* **TASK REQUIREMENTS**: Please say how many lines in the material include the string "HttpFailure", and nothing else.

* **DATA EXCERPTS**:

== Segment start ==

//! Countdown Component
//!
//! Time left before auto-logoff, shown in the dashboard header.

use leptos::prelude::*;

use crate::board::format_countdown;
use crate::services::use_idle_timer;

#[component]
pub fn Countdown() -> impl IntoView {
    let timer = use_idle_timer();

    view! {
        <span class="countdown" class:countdown-off=move || !timer.is_enabled()>
            <span class="countdown-icon">"⏱"</span>
            {move || format_countdown(timer.remaining_secs())}
        </span>
    }
}
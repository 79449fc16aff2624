//! Loading Overlay Component

use leptos::prelude::*;

use crate::services::use_session;

/// Full-screen spinner while any request is in flight
#[component]
pub fn LoadingOverlay() -> impl IntoView {
    let session = use_session();

    view! {
        <Show when=move || session.is_loading()>
            <div class="loading-overlay">
                <div class="spinner"></div>
            </div>
        </Show>
    }
}
//! Dialog Host Component
//!
//! Renders the shared [`DialogContext`](crate::services::DialogContext).

use leptos::prelude::*;

use crate::services::{use_dialog, DialogKind};

#[component]
pub fn DialogHost() -> impl IntoView {
    let dialog = use_dialog();

    view! {
        <Show when=move || dialog.is_open()>
            <div class="dialog-backdrop" on:click=move |_| dialog.close()>
                <div class="dialog" on:click=|ev| ev.stop_propagation()>
                    <p class="dialog-text">{move || dialog.text()}</p>
                    <div class="dialog-actions">
                        {move || match dialog.kind() {
                            DialogKind::Confirm => view! {
                                <button class="primary-btn" on:click=move |_| dialog.accept()>"Yes"</button>
                                <button class="secondary-btn" on:click=move |_| dialog.close()>"No"</button>
                            }.into_any(),
                            DialogKind::Info => view! {
                                <button class="primary-btn" on:click=move |_| dialog.close()>"Close"</button>
                            }.into_any(),
                        }}
                    </div>
                </div>
            </div>
        </Show>
    }
}
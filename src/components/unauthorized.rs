//! Unauthorized Screen

use leptos::prelude::*;

#[component]
pub fn Unauthorized() -> impl IntoView {
    view! {
        <div class="unauthorized">
            <h1>"Unauthorized Access"</h1>
            <p>"You do not have permission to view this content."</p>
        </div>
    }
}
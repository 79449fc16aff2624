//! Application Context
//!
//! Navigation and shared signals provided via Leptos Context API.

use leptos::prelude::*;

/// Views inside the dashboard shell
#[derive(Debug, Clone, Copy, PartialEq, Eq, Default)]
pub enum Page {
    #[default]
    Projects,
    AddProject,
    EditProject(u32),
    ProjectTasks(u32),
    AddTask(u32),
    EditTask { project_id: u32, task_id: u32 },
    Labels(u32),
    Sprints(u32),
    Profile,
    Settings,
}

/// Top-level screen
#[derive(Debug, Clone, Copy, PartialEq, Eq)]
pub enum Screen {
    Start,
    Login,
    Register,
    Dashboard(Page),
}

impl Screen {
    /// Landing screen for authenticated users
    pub fn home() -> Self {
        Screen::Dashboard(Page::Projects)
    }

    pub fn page(self) -> Option<Page> {
        match self {
            Screen::Dashboard(page) => Some(page),
            _ => None,
        }
    }
}

/// Top-level screen without the dashboard page, so page changes do not
/// remount the dashboard shell
#[derive(Debug, Clone, Copy, PartialEq, Eq)]
pub enum ScreenKind {
    Start,
    Login,
    Register,
    Dashboard,
}

impl From<Screen> for ScreenKind {
    fn from(screen: Screen) -> Self {
        match screen {
            Screen::Start => ScreenKind::Start,
            Screen::Login => ScreenKind::Login,
            Screen::Register => ScreenKind::Register,
            Screen::Dashboard(_) => ScreenKind::Dashboard,
        }
    }
}

/// App-wide signals provided via context
#[derive(Clone, Copy)]
pub struct AppContext {
    /// Current screen - read
    pub screen: ReadSignal<Screen>,
    /// Current screen - write
    set_screen: WriteSignal<Screen>,
    /// Trigger to reload the project list - read
    pub reload_trigger: ReadSignal<u32>,
    /// Trigger to reload the project list - write
    set_reload_trigger: WriteSignal<u32>,
}

impl AppContext {
    pub fn new(
        screen: (ReadSignal<Screen>, WriteSignal<Screen>),
        reload_trigger: (ReadSignal<u32>, WriteSignal<u32>),
    ) -> Self {
        Self {
            screen: screen.0,
            set_screen: screen.1,
            reload_trigger: reload_trigger.0,
            set_reload_trigger: reload_trigger.1,
        }
    }

    pub fn navigate(&self, screen: Screen) {
        log::debug!("[NAV] {:?}", screen);
        self.set_screen.set(screen);
    }

    /// Navigate within the dashboard
    pub fn go(&self, page: Page) {
        self.navigate(Screen::Dashboard(page));
    }

    /// Trigger a reload of projects
    pub fn reload(&self) {
        self.set_reload_trigger.update(|v| *v += 1);
    }
}

pub fn use_app_context() -> AppContext {
    expect_context::<AppContext>()
}

#[cfg(test)]
mod tests {
    use super::*;

    #[test]
    fn test_screen_kind_ignores_page() {
        assert_eq!(
            ScreenKind::from(Screen::Dashboard(Page::Projects)),
            ScreenKind::from(Screen::Dashboard(Page::EditTask { project_id: 1, task_id: 2 }))
        );
        assert_ne!(ScreenKind::from(Screen::Login), ScreenKind::from(Screen::home()));
        assert_eq!(Screen::home().page(), Some(Page::Projects));
        assert_eq!(Screen::Start.page(), None);
    }
}
//! Theme Service
//!
//! Light/dark mode, loaded from and saved to the user's settings.

use leptos::prelude::*;
use leptos::task::spawn_local;

use crate::api::ApiClient;
use crate::models::{SettingsPatch, ThemeMode};

#[derive(Clone, Copy)]
pub struct ThemeContext {
    mode: RwSignal<ThemeMode>,
}

impl ThemeContext {
    pub fn new() -> Self {
        Self {
            mode: RwSignal::new(ThemeMode::default()),
        }
    }

    pub fn mode(&self) -> ThemeMode {
        self.mode.get()
    }

    pub fn is_dark(&self) -> bool {
        self.mode().is_dark()
    }

    /// Switch locally without saving
    pub fn apply(&self, mode: ThemeMode) {
        if self.mode.get_untracked() != mode {
            self.mode.set(mode);
        }
    }

    /// Pull the saved mode from settings
    pub fn load(&self, api: &ApiClient) {
        let theme = *self;
        let api = api.clone();
        spawn_local(async move {
            match api.get_settings().await {
                Ok(settings) => theme.apply(settings.theme_mode),
                // Expected before login
                Err(err) => log::debug!("[THEME] settings not loaded: {}", err),
            }
        });
    }

    /// Switch and persist
    pub fn set_mode(&self, api: &ApiClient, mode: ThemeMode) {
        self.apply(mode);
        let api = api.clone();
        spawn_local(async move {
            let patch = SettingsPatch {
                theme_mode: Some(mode),
                ..Default::default()
            };
            if let Err(err) = api.update_settings(&patch).await {
                log::error!("[THEME] failed to save theme: {}", err);
            }
        });
    }
}

impl Default for ThemeContext {
    fn default() -> Self {
        Self::new()
    }
}

pub fn use_theme() -> ThemeContext {
    expect_context::<ThemeContext>()
}
//! Session State
//!
//! Global loading counter and the forbidden flag, fed by the request
//! pipeline hooks.

use leptos::prelude::*;
use leptos_session::{LoadingCounter, RequestHooks};

#[derive(Clone, Copy)]
pub struct SessionState {
    loading: RwSignal<LoadingCounter>,
    /// Set on any 403; never cleared
    forbidden: RwSignal<bool>,
}

impl SessionState {
    pub fn new() -> Self {
        Self {
            loading: RwSignal::new(LoadingCounter::default()),
            forbidden: RwSignal::new(false),
        }
    }

    /// Whether any request is in flight (tracked)
    pub fn is_loading(&self) -> bool {
        self.loading.with(LoadingCounter::is_loading)
    }

    pub fn in_flight(&self) -> u32 {
        self.loading.with_untracked(LoadingCounter::in_flight)
    }

    /// Whether the backend ever refused access (tracked)
    pub fn is_forbidden(&self) -> bool {
        self.forbidden.get()
    }
}

impl Default for SessionState {
    fn default() -> Self {
        Self::new()
    }
}

impl RequestHooks for SessionState {
    fn on_request_start(&self) {
        self.loading.update(LoadingCounter::start);
    }

    fn on_request_settled(&self) {
        self.loading.update(LoadingCounter::settle);
    }

    fn on_forbidden(&self) {
        if !self.forbidden.get_untracked() {
            log::warn!("[SESSION] access forbidden, showing unauthorized screen");
            self.forbidden.set(true);
        }
    }
}

pub fn use_session() -> SessionState {
    expect_context::<SessionState>()
}

#[cfg(test)]
mod tests {
    use super::*;
    use futures::executor::block_on;
    use leptos_session::{HttpFailure, Pipeline};

    #[derive(Debug)]
    struct Status(u16);

    impl HttpFailure for Status {
        fn http_status(&self) -> Option<u16> {
            Some(self.0)
        }
    }

    #[test]
    fn test_forbidden_flag_is_sticky() {
        let owner = Owner::new();
        owner.with(|| {
            let session = SessionState::new();
            let pipeline = Pipeline::new().with_hooks(session);

            let denied: Result<(), Status> = block_on(pipeline.run(async { Err(Status(403)) }));
            assert!(denied.is_err());
            assert!(session.forbidden.get_untracked());

            let ok: Result<u32, Status> = block_on(pipeline.run(async { Ok(7) }));
            assert_eq!(ok.unwrap(), 7);
            assert!(session.forbidden.get_untracked());
            assert_eq!(session.in_flight(), 0);
        });
    }

    #[test]
    fn test_other_failures_do_not_flag() {
        let owner = Owner::new();
        owner.with(|| {
            let session = SessionState::new();
            let pipeline = Pipeline::new().with_hooks(session);

            for status in [400, 401, 404, 500] {
                let result: Result<(), Status> = block_on(pipeline.run(async move { Err(Status(status)) }));
                assert!(result.is_err());
            }
            assert!(!session.forbidden.get_untracked());
            assert_eq!(session.in_flight(), 0);
        });
    }
}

== Segment end ==

* **YOUR SOLUTION**: 2